Saved entries:
★ ★ ★

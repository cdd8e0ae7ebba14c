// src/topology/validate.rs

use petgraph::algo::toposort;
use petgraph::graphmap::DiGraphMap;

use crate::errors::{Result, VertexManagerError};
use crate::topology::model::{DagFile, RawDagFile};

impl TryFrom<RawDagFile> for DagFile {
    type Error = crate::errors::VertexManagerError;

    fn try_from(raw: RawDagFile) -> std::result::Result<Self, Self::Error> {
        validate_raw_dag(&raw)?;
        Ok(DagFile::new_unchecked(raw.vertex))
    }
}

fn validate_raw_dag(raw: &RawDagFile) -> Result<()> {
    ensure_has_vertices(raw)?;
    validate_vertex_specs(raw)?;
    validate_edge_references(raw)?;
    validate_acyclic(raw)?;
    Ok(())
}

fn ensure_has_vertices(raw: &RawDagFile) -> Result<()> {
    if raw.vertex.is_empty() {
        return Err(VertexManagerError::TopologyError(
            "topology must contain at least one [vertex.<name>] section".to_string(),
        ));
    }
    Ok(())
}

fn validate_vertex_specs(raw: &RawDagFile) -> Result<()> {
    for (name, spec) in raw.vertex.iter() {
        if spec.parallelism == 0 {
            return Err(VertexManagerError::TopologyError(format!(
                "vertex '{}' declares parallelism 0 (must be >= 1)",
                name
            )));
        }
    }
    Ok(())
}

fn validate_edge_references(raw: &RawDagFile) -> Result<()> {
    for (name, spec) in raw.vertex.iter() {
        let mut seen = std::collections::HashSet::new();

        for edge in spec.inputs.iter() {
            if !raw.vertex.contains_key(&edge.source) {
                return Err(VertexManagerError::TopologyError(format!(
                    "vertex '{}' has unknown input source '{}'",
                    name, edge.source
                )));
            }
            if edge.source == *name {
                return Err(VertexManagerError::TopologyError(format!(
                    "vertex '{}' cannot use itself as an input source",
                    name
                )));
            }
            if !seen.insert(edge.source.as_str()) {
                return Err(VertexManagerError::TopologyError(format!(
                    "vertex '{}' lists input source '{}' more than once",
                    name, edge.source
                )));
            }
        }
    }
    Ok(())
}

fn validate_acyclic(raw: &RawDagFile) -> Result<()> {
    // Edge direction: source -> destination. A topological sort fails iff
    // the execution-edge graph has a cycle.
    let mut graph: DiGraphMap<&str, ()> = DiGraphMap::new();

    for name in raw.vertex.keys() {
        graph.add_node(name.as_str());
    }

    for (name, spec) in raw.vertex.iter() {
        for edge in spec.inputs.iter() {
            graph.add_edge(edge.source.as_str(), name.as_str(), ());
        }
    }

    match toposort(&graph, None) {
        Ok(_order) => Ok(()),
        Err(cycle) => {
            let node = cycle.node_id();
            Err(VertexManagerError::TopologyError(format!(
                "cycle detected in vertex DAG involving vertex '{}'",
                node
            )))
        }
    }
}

★ ★ ★

EXERCISE >> Please write out, exactly as they appear above, only the lines in the stretch from the line with "cannot use itself" through the line with "has a cycle.".

ANSWER SECTION >>
                    "vertex '{}' cannot use itself as an input source",
                    name
                )));
            }
            if !seen.insert(edge.source.as_str()) {
                return Err(VertexManagerError::TopologyError(format!(
                    "vertex '{}' lists input source '{}' more than once",
                    name, edge.source
                )));
            }
        }
    }
    Ok(())
}

fn validate_acyclic(raw: &RawDagFile) -> Result<()> {
    // Edge direction: source -> destination. A topological sort fails iff
    // the execution-edge graph has a cycle.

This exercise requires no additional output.